Task brief:
From the entries, copy each line that includes "EnvFilter".

Data for review:
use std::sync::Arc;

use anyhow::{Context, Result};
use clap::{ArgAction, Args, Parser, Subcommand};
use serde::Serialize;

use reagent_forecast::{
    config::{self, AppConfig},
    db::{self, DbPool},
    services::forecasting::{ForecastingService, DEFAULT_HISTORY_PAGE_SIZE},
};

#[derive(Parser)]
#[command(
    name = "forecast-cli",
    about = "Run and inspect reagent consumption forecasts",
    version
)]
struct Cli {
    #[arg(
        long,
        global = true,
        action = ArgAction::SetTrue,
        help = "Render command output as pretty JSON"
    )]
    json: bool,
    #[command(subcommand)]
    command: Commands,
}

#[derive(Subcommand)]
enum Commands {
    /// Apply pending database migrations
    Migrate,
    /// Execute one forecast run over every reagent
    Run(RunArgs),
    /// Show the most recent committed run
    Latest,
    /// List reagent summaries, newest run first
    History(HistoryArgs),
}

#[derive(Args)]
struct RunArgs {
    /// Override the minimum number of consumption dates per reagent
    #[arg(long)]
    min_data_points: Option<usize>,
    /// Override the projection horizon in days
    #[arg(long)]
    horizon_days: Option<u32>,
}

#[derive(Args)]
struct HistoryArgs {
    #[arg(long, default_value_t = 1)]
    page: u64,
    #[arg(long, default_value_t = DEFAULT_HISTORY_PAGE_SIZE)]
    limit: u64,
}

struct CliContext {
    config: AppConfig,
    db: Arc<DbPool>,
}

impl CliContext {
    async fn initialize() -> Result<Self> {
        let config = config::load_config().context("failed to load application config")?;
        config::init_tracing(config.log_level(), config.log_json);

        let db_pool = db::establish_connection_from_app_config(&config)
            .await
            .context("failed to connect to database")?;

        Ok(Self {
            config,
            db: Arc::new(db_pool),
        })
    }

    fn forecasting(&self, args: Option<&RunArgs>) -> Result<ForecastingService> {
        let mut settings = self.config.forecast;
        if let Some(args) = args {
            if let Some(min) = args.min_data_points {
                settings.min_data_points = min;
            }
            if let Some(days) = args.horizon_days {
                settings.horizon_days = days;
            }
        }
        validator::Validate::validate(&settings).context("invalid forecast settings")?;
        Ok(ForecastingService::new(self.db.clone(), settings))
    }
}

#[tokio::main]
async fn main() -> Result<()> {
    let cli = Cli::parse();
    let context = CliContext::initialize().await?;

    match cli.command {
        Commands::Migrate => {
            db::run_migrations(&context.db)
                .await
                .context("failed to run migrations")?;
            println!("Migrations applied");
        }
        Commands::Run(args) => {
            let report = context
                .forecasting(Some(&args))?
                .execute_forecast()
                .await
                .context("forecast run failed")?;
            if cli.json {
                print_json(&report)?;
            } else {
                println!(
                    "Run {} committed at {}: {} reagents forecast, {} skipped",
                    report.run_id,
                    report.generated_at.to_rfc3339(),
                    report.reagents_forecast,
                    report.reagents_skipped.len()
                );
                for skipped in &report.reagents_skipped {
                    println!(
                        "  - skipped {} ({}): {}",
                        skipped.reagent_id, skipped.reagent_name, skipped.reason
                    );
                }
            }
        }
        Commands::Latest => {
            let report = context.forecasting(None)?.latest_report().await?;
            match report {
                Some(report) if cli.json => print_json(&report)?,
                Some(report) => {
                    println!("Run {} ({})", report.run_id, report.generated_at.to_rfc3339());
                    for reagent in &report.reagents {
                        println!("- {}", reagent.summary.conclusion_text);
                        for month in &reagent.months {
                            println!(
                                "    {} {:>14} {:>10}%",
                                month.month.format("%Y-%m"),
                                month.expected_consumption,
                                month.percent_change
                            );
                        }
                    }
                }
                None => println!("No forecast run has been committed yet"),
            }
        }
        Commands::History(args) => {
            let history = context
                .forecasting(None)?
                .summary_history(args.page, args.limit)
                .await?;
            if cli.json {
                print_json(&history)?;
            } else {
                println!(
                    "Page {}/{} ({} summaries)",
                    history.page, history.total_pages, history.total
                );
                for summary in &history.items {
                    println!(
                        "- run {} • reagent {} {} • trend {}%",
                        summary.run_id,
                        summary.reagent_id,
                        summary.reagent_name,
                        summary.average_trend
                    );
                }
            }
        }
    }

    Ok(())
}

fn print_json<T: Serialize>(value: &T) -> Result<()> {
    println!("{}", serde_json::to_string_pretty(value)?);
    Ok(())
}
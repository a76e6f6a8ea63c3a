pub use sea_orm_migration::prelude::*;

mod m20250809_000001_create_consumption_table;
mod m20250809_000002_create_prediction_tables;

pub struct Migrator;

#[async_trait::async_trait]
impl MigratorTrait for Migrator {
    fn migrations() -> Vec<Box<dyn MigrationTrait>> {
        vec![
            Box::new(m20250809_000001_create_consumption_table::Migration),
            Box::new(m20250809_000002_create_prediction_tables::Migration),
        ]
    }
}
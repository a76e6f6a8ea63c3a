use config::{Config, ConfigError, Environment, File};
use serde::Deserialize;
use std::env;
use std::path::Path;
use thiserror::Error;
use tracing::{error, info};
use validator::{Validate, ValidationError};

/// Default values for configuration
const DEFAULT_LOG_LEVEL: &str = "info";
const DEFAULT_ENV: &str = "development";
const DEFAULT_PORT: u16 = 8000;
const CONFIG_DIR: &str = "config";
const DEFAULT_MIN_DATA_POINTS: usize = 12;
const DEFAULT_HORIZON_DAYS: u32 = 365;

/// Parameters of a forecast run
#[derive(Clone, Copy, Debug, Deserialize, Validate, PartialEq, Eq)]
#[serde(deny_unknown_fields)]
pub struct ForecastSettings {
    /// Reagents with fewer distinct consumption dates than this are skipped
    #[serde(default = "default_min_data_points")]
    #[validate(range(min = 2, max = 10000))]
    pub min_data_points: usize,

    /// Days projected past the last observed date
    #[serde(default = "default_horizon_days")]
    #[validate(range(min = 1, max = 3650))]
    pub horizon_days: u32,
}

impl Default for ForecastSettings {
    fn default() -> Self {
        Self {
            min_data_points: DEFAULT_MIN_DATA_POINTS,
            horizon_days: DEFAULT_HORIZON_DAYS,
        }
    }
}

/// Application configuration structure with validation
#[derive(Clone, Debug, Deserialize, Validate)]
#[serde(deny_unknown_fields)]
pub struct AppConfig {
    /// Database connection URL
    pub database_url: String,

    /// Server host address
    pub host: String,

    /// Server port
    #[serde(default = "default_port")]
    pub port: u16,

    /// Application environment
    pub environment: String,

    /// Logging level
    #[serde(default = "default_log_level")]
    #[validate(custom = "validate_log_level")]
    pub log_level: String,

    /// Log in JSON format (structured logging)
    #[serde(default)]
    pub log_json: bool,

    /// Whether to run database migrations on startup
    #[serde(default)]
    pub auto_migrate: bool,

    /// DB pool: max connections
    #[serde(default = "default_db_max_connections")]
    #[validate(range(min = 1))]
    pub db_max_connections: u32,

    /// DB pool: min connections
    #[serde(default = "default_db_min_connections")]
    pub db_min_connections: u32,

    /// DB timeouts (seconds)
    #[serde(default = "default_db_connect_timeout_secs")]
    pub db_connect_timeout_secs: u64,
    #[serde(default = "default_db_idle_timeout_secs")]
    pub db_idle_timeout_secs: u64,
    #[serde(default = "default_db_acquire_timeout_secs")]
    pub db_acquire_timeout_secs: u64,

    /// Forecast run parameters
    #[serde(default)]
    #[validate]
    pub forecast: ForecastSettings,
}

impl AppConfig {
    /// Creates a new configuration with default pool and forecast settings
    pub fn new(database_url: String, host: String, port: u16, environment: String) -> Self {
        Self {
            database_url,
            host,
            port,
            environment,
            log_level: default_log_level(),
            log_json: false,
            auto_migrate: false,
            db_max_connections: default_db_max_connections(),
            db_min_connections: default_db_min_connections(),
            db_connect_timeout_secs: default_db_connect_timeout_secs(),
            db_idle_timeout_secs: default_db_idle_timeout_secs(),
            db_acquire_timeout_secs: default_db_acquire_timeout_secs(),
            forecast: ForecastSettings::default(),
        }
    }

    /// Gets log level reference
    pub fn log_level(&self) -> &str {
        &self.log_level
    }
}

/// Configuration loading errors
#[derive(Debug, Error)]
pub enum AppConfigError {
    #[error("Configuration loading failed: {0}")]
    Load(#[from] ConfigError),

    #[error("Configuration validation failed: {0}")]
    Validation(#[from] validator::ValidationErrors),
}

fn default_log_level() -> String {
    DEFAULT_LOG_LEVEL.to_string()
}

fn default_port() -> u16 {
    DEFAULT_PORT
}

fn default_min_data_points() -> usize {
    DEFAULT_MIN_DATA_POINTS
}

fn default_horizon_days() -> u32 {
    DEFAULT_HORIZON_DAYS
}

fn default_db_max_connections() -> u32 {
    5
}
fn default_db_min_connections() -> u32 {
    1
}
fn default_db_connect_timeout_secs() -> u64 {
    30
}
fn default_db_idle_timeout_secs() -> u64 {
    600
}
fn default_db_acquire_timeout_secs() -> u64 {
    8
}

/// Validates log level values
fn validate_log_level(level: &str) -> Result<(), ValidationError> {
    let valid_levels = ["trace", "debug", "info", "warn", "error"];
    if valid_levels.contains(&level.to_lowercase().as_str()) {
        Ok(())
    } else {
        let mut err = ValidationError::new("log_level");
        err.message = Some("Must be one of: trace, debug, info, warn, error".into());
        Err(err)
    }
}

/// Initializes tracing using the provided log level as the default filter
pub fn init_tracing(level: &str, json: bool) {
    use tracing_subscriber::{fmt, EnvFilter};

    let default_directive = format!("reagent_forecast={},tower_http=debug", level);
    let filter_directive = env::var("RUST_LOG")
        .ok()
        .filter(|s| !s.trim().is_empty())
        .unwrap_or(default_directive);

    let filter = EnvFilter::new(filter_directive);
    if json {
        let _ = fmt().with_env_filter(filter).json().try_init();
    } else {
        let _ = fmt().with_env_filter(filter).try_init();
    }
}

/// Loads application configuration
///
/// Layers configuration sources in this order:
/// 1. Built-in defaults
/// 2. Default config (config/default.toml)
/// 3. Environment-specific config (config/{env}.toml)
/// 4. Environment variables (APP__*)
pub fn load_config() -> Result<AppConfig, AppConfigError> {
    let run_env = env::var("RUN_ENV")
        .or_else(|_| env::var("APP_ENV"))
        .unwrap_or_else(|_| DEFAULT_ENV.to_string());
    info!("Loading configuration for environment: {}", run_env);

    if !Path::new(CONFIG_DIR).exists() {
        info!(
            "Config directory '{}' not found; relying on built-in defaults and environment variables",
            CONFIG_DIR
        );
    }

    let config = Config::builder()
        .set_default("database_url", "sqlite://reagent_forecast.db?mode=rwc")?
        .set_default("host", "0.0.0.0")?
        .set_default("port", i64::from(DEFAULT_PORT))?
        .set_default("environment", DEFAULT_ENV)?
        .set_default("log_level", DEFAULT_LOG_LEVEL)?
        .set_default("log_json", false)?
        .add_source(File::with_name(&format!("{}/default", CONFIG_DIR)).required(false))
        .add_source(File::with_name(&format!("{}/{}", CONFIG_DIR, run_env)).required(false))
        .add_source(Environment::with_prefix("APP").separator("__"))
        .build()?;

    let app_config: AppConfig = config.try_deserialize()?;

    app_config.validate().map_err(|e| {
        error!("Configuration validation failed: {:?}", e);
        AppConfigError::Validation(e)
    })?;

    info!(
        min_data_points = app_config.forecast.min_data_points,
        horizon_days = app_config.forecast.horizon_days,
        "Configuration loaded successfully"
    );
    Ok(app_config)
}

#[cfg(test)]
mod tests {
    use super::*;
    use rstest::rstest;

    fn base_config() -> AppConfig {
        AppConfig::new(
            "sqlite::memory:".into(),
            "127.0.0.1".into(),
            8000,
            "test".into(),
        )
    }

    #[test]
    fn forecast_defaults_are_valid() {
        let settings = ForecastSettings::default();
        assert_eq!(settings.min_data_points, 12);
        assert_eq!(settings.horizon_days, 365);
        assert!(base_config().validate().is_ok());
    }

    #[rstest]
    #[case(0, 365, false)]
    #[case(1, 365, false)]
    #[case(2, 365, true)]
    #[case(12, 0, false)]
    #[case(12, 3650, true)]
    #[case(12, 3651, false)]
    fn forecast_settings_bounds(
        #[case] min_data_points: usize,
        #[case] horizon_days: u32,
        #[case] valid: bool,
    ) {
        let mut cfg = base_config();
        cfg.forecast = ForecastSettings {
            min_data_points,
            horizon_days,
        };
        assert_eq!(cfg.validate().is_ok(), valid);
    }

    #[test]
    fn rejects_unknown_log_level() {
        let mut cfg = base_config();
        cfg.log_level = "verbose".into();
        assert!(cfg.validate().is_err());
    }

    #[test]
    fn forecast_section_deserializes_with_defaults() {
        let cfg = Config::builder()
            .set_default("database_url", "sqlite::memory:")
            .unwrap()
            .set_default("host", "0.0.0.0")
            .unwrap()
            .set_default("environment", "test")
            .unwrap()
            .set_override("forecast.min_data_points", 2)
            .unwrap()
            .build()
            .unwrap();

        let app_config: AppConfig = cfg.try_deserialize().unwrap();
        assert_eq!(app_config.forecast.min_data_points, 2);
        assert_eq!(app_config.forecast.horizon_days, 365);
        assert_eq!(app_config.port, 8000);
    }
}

Solution to this problem:
    use tracing_subscriber::{fmt, EnvFilter};
    let filter = EnvFilter::new(filter_directive);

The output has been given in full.